Industry experts expect solid-state batteries to revolutionize electric vehicles. Virtually every manufacturer is now working on or with the technology, though Fisker is clearly one of the most ambitious. Toyota doesn’t expect to have its solid-state batteries ready for mass production until 2022 and other carmakers and battery companies are looking even further out, often in the range of 2025 to 2027.
But Fisker could always stick with his LG Chem lithium-ion pack if the new technology takes longer than he hopes to reach prime time.
Those familiar with what is now called Revero will recall its interior was compact, almost claustrophobic. With the EMotion eliminating the range-extender gas engine and mounting batteries and key electric drive components under its floor, Fisker was able to grab back from space to deliver a more roomy package this time. That’s especially critical in the rear, a space that many potential buyers in the Chinese market will appreciate. In fact, one of the more interesting features of the EMotion is the optional 27-inch curved screen monitor in the back of the Chauffeur Edition.
Even without that TV the interior is lavishly finished. It features plenty of displays for the driver and front passenger, though laid out horizontally, more like the latest Mercedes approach than the tablet-style used by Tesla. The high-tech touches are countered by the lavish folds of leather, accented by carbon fiber.
From the outside, a secondary inspection reveals a series of dark panels along the front and rear fenders. These conceal LIDAR sensor provided by Quanergy, a high-tech supplier that let Fisker share its booth at the Las Vegas Convention Center. LIDAR is a high-def, 3D form of laser that is essential to turning a car into an autonomous vehicle.
The tie-up with Quanergy is significant as it has its own solid-state technology under development. Those big, spinning domes you might have seen atop earlier autonomous prototypes are bulky, ugly – and expensive, as much as $75,000 apiece. Quanergy’s solid-state design cut that to as little $900 in low volume and it is working up a smaller device that will cut that by a third. During an interview at CES, the supplier’s CEO and founder Louay Eldada gave TheDetroitBureau.com a peak at its next-generation LIDAR device, a thumb-sized chip that will come in at “under $100.”

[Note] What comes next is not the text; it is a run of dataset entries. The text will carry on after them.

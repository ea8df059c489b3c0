//! # Pricing Sources
//!
//! Adapters for upstream pharmacy pricing providers.
//!
//! - [`traits`]: the [`SourceAdapter`] port
//! - [`http_source`]: adapter backed by an upstream HTTP API
//! - [`static_source`]: stand-in adapter returning mock quotes
//! - [`http_client`]: shared reqwest wrapper
//! - [`factory`]: builds adapters from configuration
//! - [`error`]: [`SourceError`]

pub mod error;
pub mod factory;
pub mod http_client;
pub mod http_source;
pub mod static_source;
pub mod traits;

pub use error::{SourceError, SourceResultType};
pub use factory::{build_source, build_sources};
pub use http_client::HttpClient;
pub use http_source::{HttpSource, HttpSourceConfig};
pub use static_source::{MockQuote, StaticSource};
pub use traits::{SourceAdapter, SourceKind};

(Toyota paints a picture of future mobility with e-Palette concept. Click Here to checkk it out.)
The EMotion will offer a driver the option of operating in either manual or autonomous mode. So will the smaller, higher-volume vehicle Fisker revealed he is working on and which will come in under $40,000, allowing it to target the likes of the Tesla Model 3.
But that’s only the beginning of Fisker’s ambitious strategy. The EMotion sat on one end of the Las Vegas Convention Center’s North Hall, not far from the Toyota e-Palette, a concept shuttle that looks like a giant shoebox on wheels. Fisker sees a similar opportunity for flexible, driverless shuttles, but he views it from his roots as a sports car designer, declaring, “There’s no reason to ever build a boring vehicle.”
He hints we will see his take on the concept, and possibly some other possible products later this year.
What’s clear is that he is determined to take part in what Fisker calls “the biggest change in the auto industry ever.”
There are plenty of skeptics, quick to point at the disastrous meltdown of Fisker Automotive. But Henrik Fisker is determined to prove his critics wrong. There’s no question he has designed another stunning vehicle. And he’s certainly plugging in to some potentially breakthrough technology. Now he has to prove that he can turn his ideas and concepts into a real, functional company.